Now, he’s happy living alone. He always has been a bit of a loner, enjoying nights in his fields, and he admits to sometimes singing along to the karaoke player we gave him. There are frequent visitors, family (including the daughter
who took his truck, but not his wife), and friends as ancient as him who sit around and smoke and drink beer if they can afford it. His life has just been improved by the addition of a hot shower to the bathroom. A flush toilet might be the final
step to giving him (and me on my occasional visits) an even more comfortable life. And he has a small motor bike to get around on, to go visiting.

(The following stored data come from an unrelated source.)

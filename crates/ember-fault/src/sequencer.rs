//! # Interrupt Control Sequencing
//!
//! Drives the fault line through mask -> log -> clear -> unmask so a
//! storming fault source can never outrun the handler. Masking happens
//! before any decode work; clearing happens before the line is
//! re-enabled. The sequence always completes, even when decode resolves
//! to the unknown sentinel.

use core::sync::atomic::{AtomicU8, Ordering};

use ember_core::IrqLine;
use ember_hal::ChipOps;

// =============================================================================
// SERVICE PHASE
// =============================================================================

/// Where the fault line currently is in its service cycle
#[derive(Debug, Clone, Copy, PartialEq, Eq)]
#[repr(u8)]
pub enum ServicePhase {
    /// Line armed, awaiting the next hardware fault
    Idle = 0,
    /// Fault raised and line masked; decode pending
    Masked = 1,
    /// Deferred decode/report work in progress
    Logged = 2,
    /// Status cleared; line about to be re-enabled
    Cleared = 3,
}

impl ServicePhase {
    const fn from_u8(v: u8) -> Self {
        match v {
            1 => Self::Masked,
            2 => Self::Logged,
            3 => Self::Cleared,
            _ => Self::Idle,
        }
    }
}

// =============================================================================
// IRQ SEQUENCER
// =============================================================================

/// Mask/log/clear/unmask orchestration for one fault line
pub struct IrqSequencer<'a> {
    chip: &'a dyn ChipOps,
    phase: AtomicU8,
}

impl<'a> IrqSequencer<'a> {
    /// Create a sequencer over a generation backend
    pub fn new(chip: &'a dyn ChipOps) -> Self {
        Self {
            chip,
            phase: AtomicU8::new(ServicePhase::Idle as u8),
        }
    }

    /// Current service phase
    pub fn phase(&self) -> ServicePhase {
        ServicePhase::from_u8(self.phase.load(Ordering::Acquire))
    }

    /// Hard-interrupt entry: mask the line
    ///
    /// The only work legal in hard interrupt context. Once masked, the
    /// source cannot re-fire and corrupt the latched status registers
    /// while the deferred half decodes them.
    pub fn mask(&self, irq: IrqLine) {
        self.chip.disable_interrupt(irq);
        self.phase
            .store(ServicePhase::Masked as u8, Ordering::Release);
    }

    /// Deferred service: log, decode, clear, re-enable
    ///
    /// `decode` runs between the log hook and the clear; it must not
    /// panic and may not skip the remainder of the sequence, whatever it
    /// finds in the status word.
    pub fn service<F: FnOnce()>(&self, irq: IrqLine, decode: F) {
        debug_assert_eq!(self.phase(), ServicePhase::Masked);

        self.phase
            .store(ServicePhase::Logged as u8, Ordering::Release);
        self.chip.log_fault(irq);
        decode();

        self.phase
            .store(ServicePhase::Cleared as u8, Ordering::Release);
        self.chip.clear_interrupt(irq);
        self.chip.enable_interrupt(irq);
        self.phase.store(ServicePhase::Idle as u8, Ordering::Release);

        log::trace!("mc fault line {} serviced and re-armed", irq);
    }
}

impl core::fmt::Debug for IrqSequencer<'_> {
    fn fmt(&self, f: &mut core::fmt::Formatter<'_>) -> core::fmt::Result {
        f.debug_struct("IrqSequencer")
            .field("phase", &self.phase())
            .finish()
    }
}
//! # Chip Capability Set
//!
//! Each memory-controller generation supplies one [`ChipOps`] instance at
//! registration. It is installed once, never swapped, and drives every
//! generation-specific decision: descriptor lookup, report wording,
//! diagnostics layout and interrupt line control.

use core::fmt;

use ember_core::{
    ClientDescriptor, ClientTable, FaultAddr, FaultDescriptor, FaultMatch, FaultTable, IrqLine,
    SourceChannel,
};

// =============================================================================
// INTERRUPT DESCRIPTIONS
// =============================================================================

/// Number of interrupt description slots, one per status bit
pub const INTR_SLOTS: usize = 32;

/// Maximum length of one interrupt description
pub const MAX_DESCRIPTION_LEN: usize = 12;

/// Per-bit annotation table for raw status words
///
/// Exactly 32 slots, one per status bit, each at most 12 characters.
/// Slots for bits that are not valid interrupts stay empty. Report
/// rendering uses these to annotate status bits that resolve to no
/// structured descriptor.
#[derive(Debug, Clone, Copy)]
pub struct IntrDescriptions([&'static str; INTR_SLOTS]);

impl IntrDescriptions {
    /// Build a description table, checking slot lengths at compile time
    pub const fn new(names: [&'static str; INTR_SLOTS]) -> Self {
        let mut i = 0;
        while i < INTR_SLOTS {
            assert!(
                names[i].len() <= MAX_DESCRIPTION_LEN,
                "interrupt description exceeds its slot"
            );
            i += 1;
        }
        Self(names)
    }

    /// Description for one status bit (empty if the bit is unused)
    #[inline]
    pub const fn bit(&self, bit: u32) -> &'static str {
        self.0[(bit % 32) as usize]
    }
}

// =============================================================================
// FAULT REPORT
// =============================================================================

/// Everything the decode engine could determine about one fault
///
/// `smmu_context` is `None` when the fault did not involve the SMMU;
/// renderers must treat that as "no additional info", not as an error.
#[derive(Debug, Clone, Copy)]
pub struct FaultReport<'a> {
    /// Matched fault descriptor
    pub desc: &'a FaultDescriptor,
    /// Resolved client (the sentinel when the source id was bad)
    pub client: &'a ClientDescriptor,
    /// Channel the fault arrived on
    pub channel: SourceChannel,
    /// Primary status word; absent for faults without status registers
    pub status: Option<u32>,
    /// Second status word for two-status faults
    pub second_status: Option<u32>,
    /// Reconstructed faulting address, when the fault carries one
    pub addr: Option<FaultAddr>,
    /// Secure transaction bit
    pub secure: bool,
    /// Write access bit
    pub write: bool,
    /// Offending SMMU context, when the fault involved the SMMU
    pub smmu_context: Option<u8>,
}

// =============================================================================
// DIAGNOSTICS VIEW
// =============================================================================

/// Read-only snapshot handed to the diagnostics renderer
///
/// Count slices carry one extra trailing slot aggregating events that
/// resolved to no table entry (unknown client / unknown fault).
#[derive(Debug, Clone, Copy)]
pub struct DiagnosticsView<'a> {
    /// Client table of the active generation
    pub clients: &'a ClientTable,
    /// Cumulative fault count per client slot
    pub client_counts: &'a [u64],
    /// Fault table of the active generation
    pub faults: &'a FaultTable,
    /// Decode attempts per fault-signature slot
    pub throttle_counts: &'a [u32],
    /// Current arbitration inter-arrival average in nanoseconds
    pub arb_average_ns: u64,
}

impl DiagnosticsView<'_> {
    /// Clients paired with their cumulative fault counts
    pub fn clients_with_counts(
        &self,
    ) -> impl Iterator<Item = (&'static ClientDescriptor, u64)> + '_ {
        self.clients
            .entries()
            .iter()
            .zip(self.client_counts.iter().copied())
    }

    /// Faults attributed to unresolvable source ids
    pub fn unknown_client_count(&self) -> u64 {
        self.client_counts
            .get(self.clients.unknown_slot())
            .copied()
            .unwrap_or(0)
    }

    /// Fault descriptors paired with their decode-attempt counts
    pub fn faults_with_counts(
        &self,
    ) -> impl Iterator<Item = (&'static FaultDescriptor, u32)> + '_ {
        self.faults
            .entries()
            .iter()
            .zip(self.throttle_counts.iter().copied())
    }

    /// Decode attempts that matched no descriptor
    pub fn unknown_fault_count(&self) -> u32 {
        self.throttle_counts
            .get(self.faults.unknown_slot())
            .copied()
            .unwrap_or(0)
    }
}

// =============================================================================
// CHIP OPS TRAIT
// =============================================================================

/// Per-generation capability set
///
/// One instance is active process-wide for the lifetime of the driver.
/// All methods except `render_diagnostics` may be called from deferred
/// interrupt context and must not block; `disable_interrupt` is
/// additionally called from hard interrupt context and must stay
/// sub-microsecond.
pub trait ChipOps: Send + Sync {
    /// Fault descriptor table for this generation
    fn faults(&self) -> &FaultTable;

    /// Status bits that are fault interrupts on this generation
    fn interrupt_mask(&self) -> u32;

    /// Per-bit annotations for raw status words
    fn interrupt_descriptions(&self) -> &IntrDescriptions;

    /// Resolve a raw interrupt status word to a descriptor
    ///
    /// Returns `None` for words no descriptor matches; the engine then
    /// takes the unknown-fault path.
    fn lookup_fault(&self, int_status: u32) -> Option<FaultMatch<'_>> {
        self.faults().lookup(int_status)
    }

    /// Render one decoded fault
    ///
    /// Only called when the report passed the throttle and the silenced
    /// gate; implementations emit unconditionally.
    fn render_report(&self, report: &FaultReport<'_>);

    /// Render a status word that matched no descriptor
    ///
    /// The default annotates every set bit that has a description.
    fn render_unknown(&self, channel: SourceChannel, int_status: u32) {
        log::error!(
            "unknown mc fault, channel {}, int_status = {:#010x}",
            channel,
            int_status
        );
        let descs = self.interrupt_descriptions();
        for bit in 0..32 {
            if int_status & (1 << bit) != 0 && !descs.bit(bit).is_empty() {
                log::error!("  bit {}: {}", bit, descs.bit(bit));
            }
        }
    }

    /// Render the cumulative diagnostics view into a sink
    ///
    /// Called from a blockable context, never from the interrupt path.
    fn render_diagnostics(
        &self,
        view: &DiagnosticsView<'_>,
        sink: &mut dyn fmt::Write,
    ) -> fmt::Result;

    /// Mask the fault interrupt line
    ///
    /// Called from hard interrupt context, before any decode work, so
    /// the source cannot re-fire under the decoder.
    fn disable_interrupt(&self, irq: IrqLine);

    /// Re-enable the fault interrupt line
    ///
    /// Called from deferred context after the fault is logged and the
    /// status bit cleared.
    fn enable_interrupt(&self, irq: IrqLine);

    /// Clear the latched interrupt status
    ///
    /// Once cleared, the controller is ready to latch the next fault.
    fn clear_interrupt(&self, irq: IrqLine);

    /// Note the fault in the generation's own log, if it keeps one
    fn log_fault(&self, irq: IrqLine) {
        log::trace!("mc fault latched on line {}", irq);
    }
}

I stand outside the house sniffing the clean air that is so alien to Bangkok, and early in the morning it is so cold I put on a jacket. Never have to do that in the Big Mango. A mist covers some of the ground, or smoke from bonfires rises
from the fields that adjoin our property. But I am still something to be stared at, deep in the countryside, and locals passing by on bikes or pickups call out. Sometimes, I find their ignorance annoying and childish, but they mean well so now
and then I respond with a wave.

wonderland clinic

Moving some wood to another place, I disturb a large lizard – green, black and with a trace of yellow, the skin is as smooth as a snakes. I later find a couple of smaller ones of the same type. That night, a huge lizard, a tuk gae, is hanging
around near the ceiling. It’s about a foot long, a third of a metre, and a rather washed-out grey with orange hoops. It ignores us. My father-in-law says he’s a familiar visitor, and I wonder where he hides during the heat of the
day.

We go up the road to Somdet so I can check my e-mail. Somdet is the administrative centre for the region, but is in fact little more than a busy crossroads. The cultural centre of Somdet is the 7-11, and the social centre probably the Somdet
Hotel. (by the way, did you know that 7-11 is so-called because they used to trade from 7am to 11pm. If you did, sorry for wasting your time. If you didn’t, you go to bed a little wiser than when you woke up, always a good thing to do).

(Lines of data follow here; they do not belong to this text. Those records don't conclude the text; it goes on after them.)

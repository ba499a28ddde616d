//! # EMBER Fault Engine
//!
//! The chip-agnostic half of the memory-controller fault subsystem:
//! decode and reporting, print throttling, interrupt control sequencing,
//! arbitration interval tracking and diagnostics aggregation.
//!
//! ## Execution Contexts
//!
//! Three contexts with different obligations share this state:
//!
//! 1. **Hard fault context** - sub-microsecond, lock-free; only masks
//!    the line ([`FaultMonitor::fault_raised`])
//! 2. **Deferred logging context** - bounded non-blocking work: register
//!    reads, lookups, throttled rendering ([`FaultMonitor::service`])
//! 3. **Diagnostics read context** - may block, reads aggregated state
//!    only ([`FaultMonitor::render_diagnostics`])
//!
//! A runaway fault source is bounded by the mask-before-log discipline,
//! not by time; there is no timeout anywhere in this crate.

#![no_std]
#![deny(unsafe_op_in_unsafe_fn)]
#![warn(missing_docs)]

extern crate alloc;

use core::fmt;

use spin::Once;

use ember_core::{ClientTable, IrqLine, Result, SourceChannel};
use ember_hal::{ChipOps, DiagnosticsView, McRegisters};

// =============================================================================
// MODULE EXPORTS
// =============================================================================

pub mod arb;
pub mod engine;
pub mod sequencer;
pub mod stats;
pub mod throttle;

#[cfg(test)]
mod testutil;

// Re-exports for convenience
pub use arb::{ArbSample, ArbTracker, HISTORY_SAMPLES};
pub use engine::DecodeEngine;
pub use sequencer::{IrqSequencer, ServicePhase};
pub use stats::ClientStats;
pub use throttle::ThrottleState;

// =============================================================================
// CONFIGURATION
// =============================================================================

/// Default cap on reports rendered per fault signature
pub const MAX_PRINTS: u32 = 5;

/// Process-wide fault monitor configuration
#[derive(Debug, Clone, Copy)]
pub struct MonitorConfig {
    /// Reports rendered per fault signature before the throttle closes
    pub max_prints: u32,
    /// Signature whose arrivals feed the arbitration interval tracker
    /// (0 disables tracking)
    pub arb_sig: u32,
}

impl Default for MonitorConfig {
    fn default() -> Self {
        Self {
            max_prints: MAX_PRINTS,
            arb_sig: 0,
        }
    }
}

// =============================================================================
// FAULT MONITOR
// =============================================================================

/// Long-lived context object tying the fault subsystem together
///
/// Owns all mutable fault-handling state; the generation backend,
/// register space and client table are installed at construction and
/// never swapped.
pub struct FaultMonitor<'a> {
    chip: &'a dyn ChipOps,
    seq: IrqSequencer<'a>,
    engine: DecodeEngine<'a>,
}

impl<'a> FaultMonitor<'a> {
    /// Build a monitor over a generation backend
    pub fn new(
        chip: &'a dyn ChipOps,
        mc_regs: &'a dyn McRegisters,
        clients: &'a ClientTable,
        config: MonitorConfig,
    ) -> Self {
        Self {
            chip,
            seq: IrqSequencer::new(chip),
            engine: DecodeEngine::new(chip, mc_regs, clients, config),
        }
    }

    /// Hard-interrupt entry: mask the fault line
    ///
    /// The only call legal in hard interrupt context. Deferred service
    /// must follow via [`service`](Self::service).
    pub fn fault_raised(&self, irq: IrqLine) {
        self.seq.mask(irq);
    }

    /// Deferred-context service of a masked fault
    ///
    /// Logs, decodes and reports the fault, then clears the status and
    /// re-enables the line. Completes the full sequence even when the
    /// status word resolves to nothing.
    pub fn service(&self, irq: IrqLine, channel: SourceChannel, raw_status: u32, now_ns: u64) {
        self.seq.service(irq, || {
            let masked = raw_status & self.chip.interrupt_mask();
            // Bits outside the fault mask still surface through the
            // unknown path rather than vanishing.
            let word = if masked != 0 { masked } else { raw_status };
            self.engine.decode(channel, word, now_ns);
        });
    }

    /// Full service cycle for hosts without a split interrupt scheme
    pub fn handle(&self, irq: IrqLine, channel: SourceChannel, raw_status: u32, now_ns: u64) {
        self.fault_raised(irq);
        self.service(irq, channel, raw_status, now_ns);
    }

    /// Render the diagnostics view into a sink
    ///
    /// Blockable context only; snapshots the counters lazily and hands
    /// layout to the generation's renderer.
    pub fn render_diagnostics(&self, sink: &mut dyn fmt::Write) -> Result<()> {
        let client_counts = self.engine.stats().snapshot();
        let throttle_counts = self.engine.throttle().snapshot();
        let view = DiagnosticsView {
            clients: self.engine.clients(),
            client_counts: &client_counts,
            faults: self.chip.faults(),
            throttle_counts: &throttle_counts,
            arb_average_ns: self.engine.arb().average(),
        };
        self.chip.render_diagnostics(&view, sink)?;
        Ok(())
    }

    /// Suppress or re-enable all textual output
    pub fn set_silenced(&self, silenced: bool) {
        self.engine.throttle().set_silenced(silenced);
    }

    /// Whether textual output is currently suppressed
    pub fn silenced(&self) -> bool {
        self.engine.throttle().silenced()
    }

    /// Explicitly clear the per-signature throttle counters
    pub fn reset_throttle(&self) {
        self.engine.throttle().reset();
    }

    /// Current interrupt service phase
    pub fn phase(&self) -> ServicePhase {
        self.seq.phase()
    }

    /// Per-client cumulative fault counters
    pub fn stats(&self) -> &ClientStats {
        self.engine.stats()
    }

    /// Arbitration interval tracker
    pub fn arb(&self) -> &ArbTracker {
        self.engine.arb()
    }
}

impl fmt::Debug for FaultMonitor<'_> {
    fn fmt(&self, f: &mut fmt::Formatter<'_>) -> fmt::Result {
        f.debug_struct("FaultMonitor")
            .field("phase", &self.phase())
            .field("engine", &self.engine)
            .finish()
    }
}

static_assertions::assert_impl_all!(FaultMonitor<'static>: Send, Sync);

// =============================================================================
// REGISTRATION
// =============================================================================

static MONITOR: Once<FaultMonitor<'static>> = Once::new();

/// Install the generation backend and bring up the fault monitor
///
/// Called once during platform initialization with the chip capability
/// set, the register space and the client table for the detected
/// generation. Validates the supplied tables, then installs the monitor
/// for the lifetime of the process; later calls return the already
/// installed monitor unchanged (init-once, no teardown).
pub fn register(
    chip: &'static dyn ChipOps,
    mc_regs: &'static dyn McRegisters,
    clients: &'static ClientTable,
    config: MonitorConfig,
) -> Result<&'static FaultMonitor<'static>> {
    chip.faults().validate()?;
    clients.validate()?;
    Ok(MONITOR.call_once(|| FaultMonitor::new(chip, mc_regs, clients, config)))
}

/// The installed fault monitor, if registration has run
pub fn monitor() -> Option<&'static FaultMonitor<'static>> {
    MONITOR.get()
}

#[cfg(test)]
mod tests {
    use super::*;
    use crate::testutil::*;

    fn monitor_over<'a>(chip: &'a TestChip, mc_regs: &'a TestRegisters) -> FaultMonitor<'a> {
        FaultMonitor::new(
            chip,
            mc_regs,
            &CLIENT_TABLE,
            MonitorConfig {
                arb_sig: INT_ARB,
                ..MonitorConfig::default()
            },
        )
    }

    #[test]
    fn test_handle_drives_full_sequence() {
        let chip = TestChip::new();
        let mc_regs = TestRegisters::new();
        mc_regs.seed(STAT_REG, 3);
        mc_regs.seed(ADDR_REG, 0x1000);

        let m = monitor_over(&chip, &mc_regs);
        m.handle(IrqLine::new(32), SourceChannel::new(0), INT_DECERR, 100);

        assert_eq!(
            chip.calls(),
            [
                BackendCall::Disable(32),
                BackendCall::Log(32),
                BackendCall::Clear(32),
                BackendCall::Enable(32),
            ]
        );
        assert_eq!(chip.reports().len(), 1);
        assert_eq!(m.phase(), ServicePhase::Idle);
    }

    #[test]
    fn test_unknown_word_still_completes_sequence() {
        let chip = TestChip::new();
        let mc_regs = TestRegisters::new();

        let m = monitor_over(&chip, &mc_regs);
        m.handle(IrqLine::new(32), SourceChannel::new(0), 1 << 30, 0);

        assert_eq!(
            chip.calls(),
            [
                BackendCall::Disable(32),
                BackendCall::Log(32),
                BackendCall::Clear(32),
                BackendCall::Enable(32),
            ]
        );
        // Bit 30 is outside the fault mask; the raw word surfaces in the
        // unknown report.
        assert_eq!(chip.unknowns(), [1 << 30]);
    }

    #[test]
    fn test_diagnostics_rendering() {
        let chip = TestChip::new();
        let mc_regs = TestRegisters::new();
        mc_regs.seed(STAT_REG, 3);
        mc_regs.seed(ADDR_REG, 0);

        let m = monitor_over(&chip, &mc_regs);
        m.handle(IrqLine::new(32), SourceChannel::new(0), INT_DECERR, 1_000);
        m.handle(IrqLine::new(32), SourceChannel::new(0), INT_ARB, 2_000);
        m.handle(IrqLine::new(32), SourceChannel::new(0), INT_ARB, 3_000);

        let mut out = alloc::string::String::new();
        m.render_diagnostics(&mut out).unwrap();

        assert!(out.contains("gpu 1"));
        assert!(out.contains("unknown 2"));
        assert!(out.contains("arb-avg 1000"));
    }

    #[test]
    fn test_register_is_init_once() {
        static CHIP: TestChip = TestChip::new();
        static REGS: TestRegisters = TestRegisters::new();

        let config = MonitorConfig::default();
        let first = register(&CHIP, &REGS, &CLIENT_TABLE, config).unwrap();
        let second = register(&CHIP, &REGS, &CLIENT_TABLE, config).unwrap();
        assert!(core::ptr::eq(first, second));
        assert!(monitor().is_some());
    }
}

We had a meal at the Somdet Hotel once, when I was still raw to Thailand. I noticed there were several girls putting on make-up and assumed they were singers with a band that would appear later. My wife told me I had mis-read the situation,
and I learned how widespread Thailand’s legendary night life and love of P4P really is. We also stayed there once, before we bought the house, preferring that to sleeping on the floor at her parents house. I think we had a deluxe room because
there was a sofa there which was actually more comfortable than the bed. The hotel gives a new meaning to the term ‘basic’, although Michael Palin has stayed in worse in countries that don’t pretend they are anything else
than third world.

We finish the visit with a meal with the family at a Somdet restaurant. Eight people, 810 baht, including drinks. A little over $20. As Stick has said, many people don’t live here for the class and infrastructure, they live here because
it’s cheap. We have with us two kids, although one is 26. She looks and acts like a western 14-year old might. I call her Little Voice, after one of Michael Caine’s best and most under-rated movies. She can’t sing like the
character in the movie, as far as I know, but she rarely says a word, and even then it is barely above a whisper. Her brothers are the same. I swear they came and stayed with us in Bangkok for a long weekend, and I don’t remember them saying
a word. Spooky, and for some reason unsettling and annoying. It would be easy to blame their parents for not instilling any personality in them, but the parents are outgoing enough and the father is even a school teacher and surely knows how to
handle kids. Strange.

Packing to leave, I find a dragonfly’s wing stuck on the soap.